- _Task requirements_:
Identify each line below containing the string "crates" and copy it.

BEGIN Listed records

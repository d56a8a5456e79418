use crate::error::RankError;
use crate::models::{
    CandidateVector, FeatureVector, MismatchPolicy, RankedResult, ScoredCandidate, DEFAULT_TOP_K,
};
use tracing::warn;

/// Cosine similarity of two equal-length slices; 0 when either norm is 0.
pub fn cosine_similarity(left: &[f64], right: &[f64]) -> f64 {
    let dot = left
        .iter()
        .zip(right.iter())
        .map(|(a, b)| a * b)
        .sum::<f64>();
    let left_norm = left.iter().map(|value| value * value).sum::<f64>().sqrt();
    let right_norm = right.iter().map(|value| value * value).sum::<f64>().sqrt();

    if left_norm == 0.0 || right_norm == 0.0 {
        return 0.0;
    }

    dot / (left_norm * right_norm)
}

#[derive(Debug, Clone, Copy)]
pub struct Ranker {
    pub top_k: usize,
    pub on_dimension_mismatch: MismatchPolicy,
}

impl Default for Ranker {
    fn default() -> Self {
        Self {
            top_k: DEFAULT_TOP_K,
            on_dimension_mismatch: MismatchPolicy::Fail,
        }
    }
}

impl Ranker {
    pub fn new(top_k: usize, on_dimension_mismatch: MismatchPolicy) -> Self {
        Self {
            top_k,
            on_dimension_mismatch,
        }
    }

    /// Scores every well-formed candidate against `query` and returns the
    /// best `top_k`, highest first. Candidates holding NaN, or whose score
    /// overflows, are skipped; equal scores keep the order the candidates
    /// arrived in.
    pub fn rank(
        &self,
        query: &FeatureVector,
        candidates: &[CandidateVector],
    ) -> Result<RankedResult, RankError> {
        if query.is_empty() {
            return Err(RankError::InvalidQueryVector("vector is empty".to_string()));
        }
        if query.has_nan() {
            return Err(RankError::InvalidQueryVector("vector contains NaN".to_string()));
        }

        let mut scored = Vec::with_capacity(candidates.len());
        for candidate in candidates {
            if candidate.vector.has_nan() {
                warn!(candidate = %candidate.id, "skipping candidate vector containing NaN");
                continue;
            }

            if candidate.vector.len() != query.len() {
                match self.on_dimension_mismatch {
                    MismatchPolicy::Fail => {
                        return Err(RankError::DimensionMismatch {
                            id: candidate.id.clone(),
                            expected: query.len(),
                            found: candidate.vector.len(),
                        });
                    }
                    MismatchPolicy::Skip => {
                        warn!(
                            candidate = %candidate.id,
                            expected = query.len(),
                            found = candidate.vector.len(),
                            "skipping candidate with mismatched dimensions"
                        );
                        continue;
                    }
                }
            }

            let score = cosine_similarity(query.as_slice(), candidate.vector.as_slice());
            if !score.is_finite() {
                warn!(candidate = %candidate.id, "skipping candidate with non-finite score");
                continue;
            }

            scored.push(ScoredCandidate {
                id: candidate.id.clone(),
                score,
            });
        }

        // sort_by is stable, so ties keep retrieval order
        scored.sort_by(|left, right| right.score.total_cmp(&left.score));
        scored.truncate(self.top_k);

        Ok(RankedResult(scored))
    }
}

/// Ranks with the default strict dimension policy.
pub fn rank(
    query: &FeatureVector,
    candidates: &[CandidateVector],
    k: usize,
) -> Result<RankedResult, RankError> {
    Ranker::new(k, MismatchPolicy::Fail).rank(query, candidates)
}
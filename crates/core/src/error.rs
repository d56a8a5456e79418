use crate::models::{DocumentKind, EntityId};
use thiserror::Error;

#[derive(Debug, Error)]
pub enum VectorizeError {
    #[error("document has no terms left after normalization")]
    EmptyDocument,

    #[error("corpus has no terms left after normalization")]
    EmptyCorpus,

    #[error("regex error: {0}")]
    RegexError(#[from] regex::Error),

    #[error("io error: {0}")]
    Io(#[from] std::io::Error),

    #[error("corpus parse error: {0}")]
    CorpusParse(String),
}

#[derive(Debug, Error, PartialEq)]
pub enum RankError {
    #[error("invalid query vector: {0}")]
    InvalidQueryVector(String),

    #[error("candidate {id} has {found} dimensions, query has {expected}")]
    DimensionMismatch {
        id: EntityId,
        expected: usize,
        found: usize,
    },
}

#[derive(Debug, Error)]
pub enum GatewayError {
    #[error("invalid response from {backend}: {details}")]
    BackendResponse { backend: String, details: String },

    #[error("http error: {0}")]
    Http(#[from] reqwest::Error),

    #[error("url parse error: {0}")]
    Url(#[from] url::ParseError),

    #[error("id {0} cannot be used as a path segment")]
    InvalidId(EntityId),

    #[error("serialize error: {0}")]
    Serialization(#[from] serde_json::Error),

    #[error("io error: {0}")]
    Io(#[from] std::io::Error),
}

#[derive(Debug, Error)]
pub enum RecommendError {
    #[error("{0}")]
    Validation(String),

    #[error("vector for user {user_id} not found: {reason}")]
    UserVectorNotFound { user_id: EntityId, reason: String },

    #[error("stored {kind} vector {id} is invalid: {reason}")]
    InvalidVectorData {
        kind: DocumentKind,
        id: EntityId,
        reason: String,
    },

    #[error(transparent)]
    Vectorize(#[from] VectorizeError),

    #[error(transparent)]
    Rank(#[from] RankError),

    #[error("gateway error: {0}")]
    Gateway(#[from] GatewayError),
}

pub type Result<T, E = RecommendError> = std::result::Result<T, E>;
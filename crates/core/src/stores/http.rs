use crate::traits::VectorGateway;
use crate::{DocumentKind, EntityId, FeatureVector, GatewayError, StoredVector};
use async_trait::async_trait;
use reqwest::{Client, StatusCode};
use serde_json::json;
use std::time::Duration;
use url::Url;

/// Per-request timeout used by [`HttpGateway::new`].
pub const DEFAULT_GATEWAY_TIMEOUT: Duration = Duration::from_secs(30);

/// Gateway backed by a REST vector store.
///
/// `GET {base}/{collection}/{id}` returns one row (404 when absent),
/// `GET {base}/{collection}` returns every row and
/// `PUT {base}/{collection}/{id}` upserts one. Rows are `{"id", "vector"}`
/// objects whose `vector` is a JSON-encoded array held as a string. Ids are
/// sent as single percent-encoded path segments.
pub struct HttpGateway {
    base: Url,
    client: Client,
}

impl HttpGateway {
    pub fn new(endpoint: &str) -> Result<Self, GatewayError> {
        Self::with_timeout(endpoint, DEFAULT_GATEWAY_TIMEOUT)
    }

    pub fn with_timeout(endpoint: &str, timeout: Duration) -> Result<Self, GatewayError> {
        let base = Url::parse(endpoint)?;
        if base.cannot_be_a_base() {
            return Err(url::ParseError::RelativeUrlWithCannotBeABaseBase.into());
        }

        Ok(Self {
            base,
            client: Client::builder().timeout(timeout).build()?,
        })
    }

    fn url_for(&self, segments: &[&str]) -> Result<Url, GatewayError> {
        let mut target = self.base.clone();
        target
            .path_segments_mut()
            .map_err(|_| url::ParseError::RelativeUrlWithCannotBeABaseBase)?
            .pop_if_empty()
            .extend(segments);
        Ok(target)
    }

    fn collection_url(&self, kind: DocumentKind) -> Result<Url, GatewayError> {
        self.url_for(&[kind.collection()])
    }

    fn row_url(&self, kind: DocumentKind, id: &EntityId) -> Result<Url, GatewayError> {
        let segment = id.to_string();
        // dot segments are dropped by the url crate and would address the collection
        if segment == "." || segment == ".." {
            return Err(GatewayError::InvalidId(id.clone()));
        }
        self.url_for(&[kind.collection(), segment.as_str()])
    }

    fn backend_error(status: StatusCode) -> GatewayError {
        GatewayError::BackendResponse {
            backend: "http".to_string(),
            details: status.to_string(),
        }
    }
}

#[async_trait]
impl VectorGateway for HttpGateway {
    async fn fetch_user_vector(&self, user_id: &EntityId) -> Result<Option<StoredVector>, GatewayError> {
        let response = self
            .client
            .get(self.row_url(DocumentKind::User, user_id)?)
            .send()
            .await?;

        if response.status() == StatusCode::NOT_FOUND {
            return Ok(None);
        }
        if !response.status().is_success() {
            return Err(Self::backend_error(response.status()));
        }

        Ok(Some(response.json::<StoredVector>().await?))
    }

    async fn fetch_all(&self, kind: DocumentKind) -> Result<Vec<StoredVector>, GatewayError> {
        let response = self
            .client
            .get(self.collection_url(kind)?)
            .send()
            .await?;

        if !response.status().is_success() {
            return Err(Self::backend_error(response.status()));
        }

        Ok(response.json::<Vec<StoredVector>>().await?)
    }

    async fn store_vector(
        &self,
        kind: DocumentKind,
        id: &EntityId,
        vector: &FeatureVector,
    ) -> Result<(), GatewayError> {
        let response = self
            .client
            .put(self.row_url(kind, id)?)
            .json(&json!({
                "id": id,
                "vector": vector.encode(),
            }))
            .send()
            .await?;

        if !response.status().is_success() {
            return Err(Self::backend_error(response.status()));
        }

        Ok(())
    }
}
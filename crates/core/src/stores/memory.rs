use crate::traits::VectorGateway;
use crate::{DocumentKind, EntityId, FeatureVector, GatewayError, StoredVector};
use async_trait::async_trait;
use serde::{Deserialize, Serialize};
use std::path::{Path, PathBuf};
use tokio::sync::RwLock;
use tracing::debug;

/// On-disk layout of a [`MemoryGateway`] snapshot.
#[derive(Debug, Clone, Default, Serialize, Deserialize, PartialEq)]
pub struct Snapshot {
    #[serde(default)]
    pub users: Vec<StoredVector>,
    #[serde(default)]
    pub jobs: Vec<StoredVector>,
    #[serde(default)]
    pub problems: Vec<StoredVector>,
}

impl Snapshot {
    fn rows(&self, kind: DocumentKind) -> &Vec<StoredVector> {
        match kind {
            DocumentKind::User => &self.users,
            DocumentKind::Job => &self.jobs,
            DocumentKind::Problem => &self.problems,
        }
    }

    fn rows_mut(&mut self, kind: DocumentKind) -> &mut Vec<StoredVector> {
        match kind {
            DocumentKind::User => &mut self.users,
            DocumentKind::Job => &mut self.jobs,
            DocumentKind::Problem => &mut self.problems,
        }
    }

    /// Replaces the row with the same id in place, or appends.
    fn upsert(&mut self, kind: DocumentKind, row: StoredVector) {
        let rows = self.rows_mut(kind);
        match rows.iter_mut().find(|existing| existing.id.same_as(&row.id)) {
            Some(existing) => *existing = row,
            None => rows.push(row),
        }
    }
}

/// In-process gateway keeping rows in insertion order, optionally mirrored
/// to a JSON snapshot file after every write.
#[derive(Debug, Default)]
pub struct MemoryGateway {
    rows: RwLock<Snapshot>,
    snapshot_path: Option<PathBuf>,
}

impl MemoryGateway {
    pub fn new() -> Self {
        Self::default()
    }

    /// Loads `path` when it exists and keeps writing back to it.
    pub async fn open(path: impl AsRef<Path>) -> Result<Self, GatewayError> {
        let path = path.as_ref().to_path_buf();
        let snapshot = if tokio::fs::try_exists(&path).await? {
            let raw = tokio::fs::read_to_string(&path).await?;
            serde_json::from_str(&raw)?
        } else {
            Snapshot::default()
        };

        Ok(Self {
            rows: RwLock::new(snapshot),
            snapshot_path: Some(path),
        })
    }

    /// Writes the snapshot next to its target and renames it into place, so
    /// a failed write leaves the previous file intact.
    async fn persist(&self, snapshot: &Snapshot) -> Result<(), GatewayError> {
        if let Some(path) = &self.snapshot_path {
            let raw = serde_json::to_string_pretty(snapshot)?;
            let mut staging = path.as_os_str().to_owned();
            staging.push(".tmp");
            let staging = PathBuf::from(staging);

            tokio::fs::write(&staging, raw).await?;
            tokio::fs::rename(&staging, path).await?;
            debug!(path = %path.display(), "vector snapshot written");
        }
        Ok(())
    }
}

#[async_trait]
impl VectorGateway for MemoryGateway {
    async fn fetch_user_vector(&self, user_id: &EntityId) -> Result<Option<StoredVector>, GatewayError> {
        let rows = self.rows.read().await;
        Ok(rows
            .rows(DocumentKind::User)
            .iter()
            .find(|row| row.id.same_as(user_id))
            .cloned())
    }

    async fn fetch_all(&self, kind: DocumentKind) -> Result<Vec<StoredVector>, GatewayError> {
        Ok(self.rows.read().await.rows(kind).clone())
    }

    async fn store_vector(
        &self,
        kind: DocumentKind,
        id: &EntityId,
        vector: &FeatureVector,
    ) -> Result<(), GatewayError> {
        let mut rows = self.rows.write().await;
        let mut next = rows.clone();
        next.upsert(kind, StoredVector::new(id.clone(), vector));
        self.persist(&next).await?;
        *rows = next;
        Ok(())
    }
}
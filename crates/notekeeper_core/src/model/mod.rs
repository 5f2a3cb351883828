//! Domain model for persisted notes.
//!
//! # Responsibility
//! - Define the record shape shared by storage, notification and facade layers.
//! - Keep identity rules next to the record they govern.
//!
//! # Invariants
//! - Every persisted note is identified by a storage-assigned `NoteId`.
//! - Deletion is a hard delete; ids are never handed out again.

pub mod note;
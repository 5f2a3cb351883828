//! Use-case facades consumed by presentation layers.
//!
//! # Responsibility
//! - Translate caller-level arguments into store operations.
//! - Keep UI glue decoupled from storage and threading details.

pub mod note_service;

END Listed records

- _Exercise solution_:
filename crates/core/src/error.rs
filename crates/core/src/stores/http.rs
filename crates/core/src/stores/memory.rs
filename crates/notekeeper_core/src/model/mod.rs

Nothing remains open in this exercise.